Take this, be grateful and feel free to try Ruby. Email addresses have been changed to protect your victims.

<?php
  // You REALLY REALLY need to be doing some validation on this variable
  $email = $_REQUEST['email'];
  // This is the address the email will appear to come from
  $fromaddress = '[EMAIL PROTECTED]';
  // And this is the name
  $fromname = 'Zone of success Club';
  // This is the header separator, it *does* need the \r
  $eol = "\r\n";
  // Now we start building the headers, starting with from
  $headers  = 'From: '.$fromname.' <'.$fromaddress.'>'.$eol;
  // Then we *concatenate* the next header to $headers
  $headers .= 'bcc: <[EMAIL PROTECTED]>'.$eol;
  // Some more headers, some pointless but I can't be arsed to argue
  $headers .= 'Reply-To: '.$fromname.' <'.$fromaddress.'>'.$eol;
  // Removed the name on this one - it's not supposed to have one
  $headers .= 'Return-Path: <'.$fromaddress.'>'.$eol;
  $headers .= 'X-Mailer: PHP '.phpversion().$eol;
  $headers .= 'Content-Type: text/html; charset=iso-8859-1'.$eol;
  $headers .= 'Content-Transfer-Encoding: 8bit';
  $subject = 'Your free book!';
$body = '<a href="http://www.zoneofsuccessclub.com/freePDF/autopilotebook.pdf";>"Click
ME"</a>  Here is your FREE autopilot book!!!!';
  mail($email, $subject, $body, $headers);
?>

I've tested this on a pretty standard install of PHP 5.1.1, and it works, bcc and all.

-Stut


You forgot the second part of the project, SMTP auth.

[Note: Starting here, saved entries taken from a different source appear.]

//! Batch import coordinator
//!
//! Drives the upsert engine over a whole snapshot in dependency order
//! (venue, event, performances) and retires performances that dropped out
//! of their event's listing. Every mutation is staged; [`commit`] is the
//! single point at which a batch becomes durable.
//!
//! [`commit`]: ImportCoordinator::commit

use crate::error::{AssumptionFailure, SyncError, SyncResult};
use crate::filter::Filter;
use crate::identity;
use crate::model::{
    LocalEvent, LocalPerformance, PerformanceLifecycle, RemoteEvent, RemotePerformance,
};
use crate::reconcile::Reconcilable;
use crate::status::{EntityKind, ImportSummary, ReferenceId, UpsertStatus};
use crate::store::Store;
use crate::upsert::upsert;
use chrono::Utc;
use std::borrow::Cow;
use tracing::{debug, info, warn};

/// Single writer for one store
pub struct ImportCoordinator<S: Store> {
    store: S,
}

impl<S: Store> ImportCoordinator<S> {
    pub fn new(store: S) -> Self {
        Self { store }
    }

    pub fn store(&self) -> &S {
        &self.store
    }

    pub fn into_store(self) -> S {
        self.store
    }

    /// Reconcile one remote value of any kind
    pub async fn upsert<R: Reconcilable>(&mut self, remote: &R) -> SyncResult<UpsertStatus> {
        upsert(&mut self.store, remote).await
    }

    /// Reconcile a whole snapshot; nothing is committed
    ///
    /// Statuses come back in processing order: for each event its venue, the
    /// event, its listed performances, then any performances cancelled by the
    /// sweep. The first error aborts the batch, leaving earlier work staged.
    pub async fn import_snapshot(&mut self, events: &[RemoteEvent]) -> SyncResult<Vec<UpsertStatus>> {
        info!("Importing snapshot of {} events", events.len());
        let mut statuses = Vec::new();

        for event in events {
            statuses.push(self.upsert(&event.venue).await?);
            statuses.push(self.upsert(event).await?);

            for performance in &event.performances {
                let performance = owned_by(event, performance);
                statuses.push(self.upsert(&*performance).await?);
            }

            statuses.extend(self.sweep_cancelled(event).await?);
        }

        let summary = ImportSummary::from_statuses(&statuses);
        info!("Snapshot reconciled: {}", summary);
        Ok(statuses)
    }

    /// Cancel active performances of `event` that are no longer listed
    async fn sweep_cancelled(&mut self, event: &RemoteEvent) -> SyncResult<Vec<UpsertStatus>> {
        let filter = identity::active_performances_missing_from(&event.code, &event.performance_starts());
        let vanished: Vec<LocalPerformance> = self
            .store
            .fetch(&filter)
            .await
            .map_err(SyncError::FetchFailed)?;

        let mut statuses = Vec::with_capacity(vanished.len());
        for mut performance in vanished {
            performance.lifecycle = PerformanceLifecycle::Cancelled;
            self.store
                .update(&performance)
                .await
                .map_err(SyncError::WriteFailed)?;

            let reference = ReferenceId::new(
                EntityKind::Performance,
                identity::performance_key(&performance.event_code, performance.starts_at),
            );
            debug!(reference = %reference, "Cancelled performance missing from listing");
            statuses.push(UpsertStatus::Updated(reference));
        }
        Ok(statuses)
    }

    /// Persist everything staged since the last commit or discard
    pub async fn commit(&mut self) -> SyncResult<()> {
        if !self.store.has_changes() {
            debug!("Commit with nothing staged");
            return Ok(());
        }
        self.store.save().await.map_err(SyncError::SaveFailed)
    }

    /// Drop everything staged since the last commit
    pub async fn discard(&mut self) -> SyncResult<()> {
        self.store.discard().await.map_err(SyncError::SaveFailed)
    }

    pub fn has_changes(&self) -> bool {
        self.store.has_changes()
    }

    /// Mark or unmark an event as a favourite
    ///
    /// Returns `false` when no event has this code. Staged; needs a commit.
    pub async fn set_favourite(&mut self, event_code: &str, favourite: bool) -> SyncResult<bool> {
        let mut events: Vec<LocalEvent> = self
            .store
            .fetch(&identity::event_by_code(event_code))
            .await
            .map_err(SyncError::FetchFailed)?;

        if events.len() > 1 {
            return Err(AssumptionFailure::MultipleModelsForSingle {
                reference: ReferenceId::new(EntityKind::Event, event_code),
                count: events.len(),
            }
            .into());
        }
        let Some(mut event) = events.pop() else {
            warn!("No event with code {}", event_code);
            return Ok(false);
        };

        if event.is_favourite == favourite {
            return Ok(true);
        }

        event.is_favourite = favourite;
        event.favourited_at = favourite.then(Utc::now);
        self.store
            .update(&event)
            .await
            .map_err(SyncError::WriteFailed)?;
        info!("Event {} favourite = {}", event_code, favourite);
        Ok(true)
    }

    /// Every local event, ordered by code
    pub async fn events(&mut self) -> SyncResult<Vec<LocalEvent>> {
        let mut events: Vec<LocalEvent> = self
            .store
            .fetch(&Filter::all())
            .await
            .map_err(SyncError::FetchFailed)?;
        events.sort_by(|a, b| a.code.cmp(&b.code));
        Ok(events)
    }

    /// Favourite events, most recently favourited first
    pub async fn favourite_events(&mut self) -> SyncResult<Vec<LocalEvent>> {
        let mut events = self
            .store
            .fetch(&identity::favourite_events())
            .await
            .map_err(SyncError::FetchFailed)?;
        events.sort_by(|a, b| {
            b.favourited_at
                .cmp(&a.favourited_at)
                .then_with(|| a.code.cmp(&b.code))
        });
        Ok(events)
    }

    /// Performances of one event in start order, cancelled ones included
    pub async fn performances_for_event(&mut self, event_code: &str) -> SyncResult<Vec<LocalPerformance>> {
        let mut performances = self
            .store
            .fetch(&identity::performances_of_event(event_code))
            .await
            .map_err(SyncError::FetchFailed)?;
        performances.sort_by_key(|p| p.starts_at);
        Ok(performances)
    }
}

/// The performance as listed under `event`, carrying the event's code
fn owned_by<'a>(event: &RemoteEvent, performance: &'a RemotePerformance) -> Cow<'a, RemotePerformance> {
    if performance.event_code == event.code {
        return Cow::Borrowed(performance);
    }
    if !performance.event_code.is_empty() {
        warn!(
            "Performance at {} lists event {} but is nested under {}",
            performance.starts_at, performance.event_code, event.code
        );
    }
    let mut adopted = performance.clone();
    adopted.event_code = event.code.clone();
    Cow::Owned(adopted)
}

#[cfg(test)]
mod tests {
    use super::*;
    use crate::model::{ListingStatus, RemoteVenue};
    use crate::store::MemoryStore;
    use chrono::{DateTime, TimeZone};

    fn at(hour: u32) -> DateTime<Utc> {
        Utc.with_ymd_and_hms(2026, 8, 1, hour, 0, 0).unwrap()
    }

    fn event(hours: &[u32]) -> RemoteEvent {
        hours.iter().fold(
            RemoteEvent::new("E1", "Opening Night", RemoteVenue::new("V1", "Hall A")),
            |event, hour| event.with_performance_at(at(*hour)),
        )
    }

    #[tokio::test]
    async fn test_first_import_inserts_everything() {
        let mut coordinator = ImportCoordinator::new(MemoryStore::new());
        let statuses = coordinator.import_snapshot(&[event(&[10, 11])]).await.unwrap();

        assert_eq!(statuses.len(), 4);
        assert!(statuses.iter().all(UpsertStatus::is_inserted));
        assert_eq!(
            statuses.iter().filter_map(UpsertStatus::kind).collect::<Vec<_>>(),
            vec![
                EntityKind::Venue,
                EntityKind::Event,
                EntityKind::Performance,
                EntityKind::Performance
            ]
        );
    }

    #[tokio::test]
    async fn test_nested_performance_takes_owning_event_code() {
        let mut coordinator = ImportCoordinator::new(MemoryStore::new());
        let mut listed = event(&[]);
        listed.performances.push(RemotePerformance::new("E9", at(10)));

        let statuses = coordinator.import_snapshot(&[listed]).await.unwrap();
        assert_eq!(statuses.len(), 3);
        assert!(statuses.iter().all(UpsertStatus::is_inserted));

        let performances = coordinator.performances_for_event("E1").await.unwrap();
        assert_eq!(performances.len(), 1);
        assert_eq!(performances[0].event_code, "E1");
        assert!(coordinator.performances_for_event("E9").await.unwrap().is_empty());
    }

    #[tokio::test]
    async fn test_sweep_cancels_only_vanished_performance() {
        let mut coordinator = ImportCoordinator::new(MemoryStore::new());
        coordinator.import_snapshot(&[event(&[10, 11])]).await.unwrap();
        coordinator.commit().await.unwrap();

        let statuses = coordinator.import_snapshot(&[event(&[10])]).await.unwrap();
        let updated: Vec<_> = statuses.iter().filter(|s| s.is_updated()).collect();
        assert_eq!(updated.len(), 1);
        assert_eq!(updated[0].kind(), Some(EntityKind::Performance));

        let performances = coordinator.performances_for_event("E1").await.unwrap();
        assert_eq!(performances.len(), 2);
        assert_eq!(performances[0].lifecycle, PerformanceLifecycle::Active);
        assert_eq!(performances[1].lifecycle, PerformanceLifecycle::Cancelled);
    }

    #[tokio::test]
    async fn test_cancelled_performance_is_not_cancelled_twice() {
        let mut coordinator = ImportCoordinator::new(MemoryStore::new());
        coordinator.import_snapshot(&[event(&[10])]).await.unwrap();
        coordinator.import_snapshot(&[event(&[])]).await.unwrap();

        let statuses = coordinator.import_snapshot(&[event(&[])]).await.unwrap();
        assert!(statuses.iter().all(UpsertStatus::is_no_change));
    }

    #[tokio::test]
    async fn test_nested_performance_without_code_is_adopted() {
        let mut listed = event(&[]);
        listed.performances.push(RemotePerformance {
            listing_status: ListingStatus::SoldOut,
            ..RemotePerformance::new("", at(20))
        });

        let mut coordinator = ImportCoordinator::new(MemoryStore::new());
        coordinator.import_snapshot(&[listed]).await.unwrap();

        let performances = coordinator.performances_for_event("E1").await.unwrap();
        assert_eq!(performances.len(), 1);
        assert_eq!(performances[0].event_code, "E1");
        assert_eq!(performances[0].listing_status, ListingStatus::SoldOut);
    }

    #[tokio::test]
    async fn test_set_favourite_unknown_event() {
        let mut coordinator = ImportCoordinator::new(MemoryStore::new());
        assert!(!coordinator.set_favourite("E404", true).await.unwrap());
        assert!(!coordinator.has_changes());
    }

    #[tokio::test]
    async fn test_set_favourite_round_trip() {
        let mut coordinator = ImportCoordinator::new(MemoryStore::new());
        coordinator.import_snapshot(&[event(&[10])]).await.unwrap();

        assert!(coordinator.set_favourite("E1", true).await.unwrap());
        let favourites = coordinator.favourite_events().await.unwrap();
        assert_eq!(favourites.len(), 1);
        assert!(favourites[0].favourited_at.is_some());

        assert!(coordinator.set_favourite("E1", false).await.unwrap());
        assert!(coordinator.favourite_events().await.unwrap().is_empty());
        assert_eq!(coordinator.events().await.unwrap()[0].favourited_at, None);
    }

    #[tokio::test]
    async fn test_discard_drops_staged_batch() {
        let mut coordinator = ImportCoordinator::new(MemoryStore::new());
        coordinator.import_snapshot(&[event(&[10])]).await.unwrap();
        coordinator.discard().await.unwrap();

        assert!(coordinator.events().await.unwrap().is_empty());
        assert_eq!(coordinator.store().committed_len::<LocalEvent>(), 0);
    }
}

Can't do it this way. Have to use fsockopen() or something to talk directly to the SMTP server.

Point me to the message where Brad mentions SMTP auth. I can't find it. Looking back at the thread you were the first person to mention SMTP auth. Brad talked about SMTP (clearly not understanding what it is) - you added the auth.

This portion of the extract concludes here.